• WORK REQUEST
Keep only the lines from the top of the listing through the one with "pub fn entry(side: Side)", and reproduce them unaltered.

• RECORDS PROVIDED
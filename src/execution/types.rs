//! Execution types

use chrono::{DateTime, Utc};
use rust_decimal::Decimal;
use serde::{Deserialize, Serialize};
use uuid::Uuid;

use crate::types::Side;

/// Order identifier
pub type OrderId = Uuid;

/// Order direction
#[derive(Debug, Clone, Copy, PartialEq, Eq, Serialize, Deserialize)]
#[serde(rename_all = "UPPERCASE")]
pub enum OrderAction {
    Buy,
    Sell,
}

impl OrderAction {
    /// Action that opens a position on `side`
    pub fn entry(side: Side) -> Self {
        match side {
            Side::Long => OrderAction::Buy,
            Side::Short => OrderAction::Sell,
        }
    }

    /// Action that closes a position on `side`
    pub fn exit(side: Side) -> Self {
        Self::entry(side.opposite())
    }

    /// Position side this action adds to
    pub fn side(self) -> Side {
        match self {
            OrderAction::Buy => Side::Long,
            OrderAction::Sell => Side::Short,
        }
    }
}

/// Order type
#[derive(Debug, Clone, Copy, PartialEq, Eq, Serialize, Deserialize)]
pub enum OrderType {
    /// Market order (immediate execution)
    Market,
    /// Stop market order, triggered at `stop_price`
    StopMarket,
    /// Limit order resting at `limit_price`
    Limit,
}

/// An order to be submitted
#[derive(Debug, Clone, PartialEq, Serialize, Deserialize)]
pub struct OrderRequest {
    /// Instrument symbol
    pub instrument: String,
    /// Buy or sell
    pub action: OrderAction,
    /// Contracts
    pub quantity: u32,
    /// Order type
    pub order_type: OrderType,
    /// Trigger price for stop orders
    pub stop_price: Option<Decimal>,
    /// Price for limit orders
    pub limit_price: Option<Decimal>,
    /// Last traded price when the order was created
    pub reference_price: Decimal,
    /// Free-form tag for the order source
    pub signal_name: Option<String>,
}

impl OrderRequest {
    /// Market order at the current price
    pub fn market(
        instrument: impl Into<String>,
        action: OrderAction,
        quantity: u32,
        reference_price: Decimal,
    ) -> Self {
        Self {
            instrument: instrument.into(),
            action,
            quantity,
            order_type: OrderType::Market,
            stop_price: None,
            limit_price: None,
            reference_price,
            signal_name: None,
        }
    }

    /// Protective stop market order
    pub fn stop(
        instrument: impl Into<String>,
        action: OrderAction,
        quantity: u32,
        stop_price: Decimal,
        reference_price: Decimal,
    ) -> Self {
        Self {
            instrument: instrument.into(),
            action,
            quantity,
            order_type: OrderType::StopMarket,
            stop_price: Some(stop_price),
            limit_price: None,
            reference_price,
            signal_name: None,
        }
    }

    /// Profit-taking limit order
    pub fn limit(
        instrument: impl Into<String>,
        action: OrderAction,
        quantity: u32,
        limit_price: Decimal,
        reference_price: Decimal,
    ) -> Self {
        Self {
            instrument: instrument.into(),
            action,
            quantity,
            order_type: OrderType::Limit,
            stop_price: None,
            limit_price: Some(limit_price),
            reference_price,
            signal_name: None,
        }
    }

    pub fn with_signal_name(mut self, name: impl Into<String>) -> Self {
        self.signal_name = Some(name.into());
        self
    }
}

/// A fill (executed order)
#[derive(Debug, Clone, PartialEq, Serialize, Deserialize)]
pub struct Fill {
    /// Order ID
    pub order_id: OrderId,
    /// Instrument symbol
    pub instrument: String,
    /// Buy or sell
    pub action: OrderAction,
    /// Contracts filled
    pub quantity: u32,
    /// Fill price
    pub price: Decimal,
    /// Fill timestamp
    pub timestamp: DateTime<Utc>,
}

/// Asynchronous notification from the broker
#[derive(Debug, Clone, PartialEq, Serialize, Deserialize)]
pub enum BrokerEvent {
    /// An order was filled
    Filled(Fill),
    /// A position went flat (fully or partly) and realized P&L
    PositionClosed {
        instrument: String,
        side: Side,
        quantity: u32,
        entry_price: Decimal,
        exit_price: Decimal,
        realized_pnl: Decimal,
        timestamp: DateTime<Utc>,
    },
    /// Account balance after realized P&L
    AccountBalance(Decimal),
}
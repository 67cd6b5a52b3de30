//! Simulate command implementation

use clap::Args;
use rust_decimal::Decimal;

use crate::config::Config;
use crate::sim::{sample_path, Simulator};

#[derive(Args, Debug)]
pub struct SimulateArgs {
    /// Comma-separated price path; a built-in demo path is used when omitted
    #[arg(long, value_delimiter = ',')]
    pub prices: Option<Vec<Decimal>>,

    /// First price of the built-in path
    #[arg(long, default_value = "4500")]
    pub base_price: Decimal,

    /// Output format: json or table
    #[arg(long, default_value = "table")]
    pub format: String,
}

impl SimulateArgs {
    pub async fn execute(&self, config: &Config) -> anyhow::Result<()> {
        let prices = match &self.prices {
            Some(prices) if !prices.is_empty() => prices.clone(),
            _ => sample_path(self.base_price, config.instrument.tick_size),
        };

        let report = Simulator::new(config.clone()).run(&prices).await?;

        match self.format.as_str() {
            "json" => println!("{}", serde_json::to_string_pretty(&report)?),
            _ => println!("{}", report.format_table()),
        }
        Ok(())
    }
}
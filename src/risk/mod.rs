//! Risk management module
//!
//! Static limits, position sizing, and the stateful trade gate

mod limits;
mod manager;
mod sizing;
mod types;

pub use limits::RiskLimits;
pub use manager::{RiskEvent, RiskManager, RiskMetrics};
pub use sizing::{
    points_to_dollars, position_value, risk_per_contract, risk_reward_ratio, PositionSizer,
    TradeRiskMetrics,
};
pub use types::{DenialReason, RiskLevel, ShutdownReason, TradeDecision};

• SOLUTION TO THIS TASK
filename src/execution/types.rs
//! Execution types

use chrono::{DateTime, Utc};
use rust_decimal::Decimal;
use serde::{Deserialize, Serialize};
use uuid::Uuid;

use crate::types::Side;

/// Order identifier
pub type OrderId = Uuid;

/// Order direction
#[derive(Debug, Clone, Copy, PartialEq, Eq, Serialize, Deserialize)]
#[serde(rename_all = "UPPERCASE")]
pub enum OrderAction {
    Buy,
    Sell,
}

impl OrderAction {
    /// Action that opens a position on `side`
    pub fn entry(side: Side) -> Self {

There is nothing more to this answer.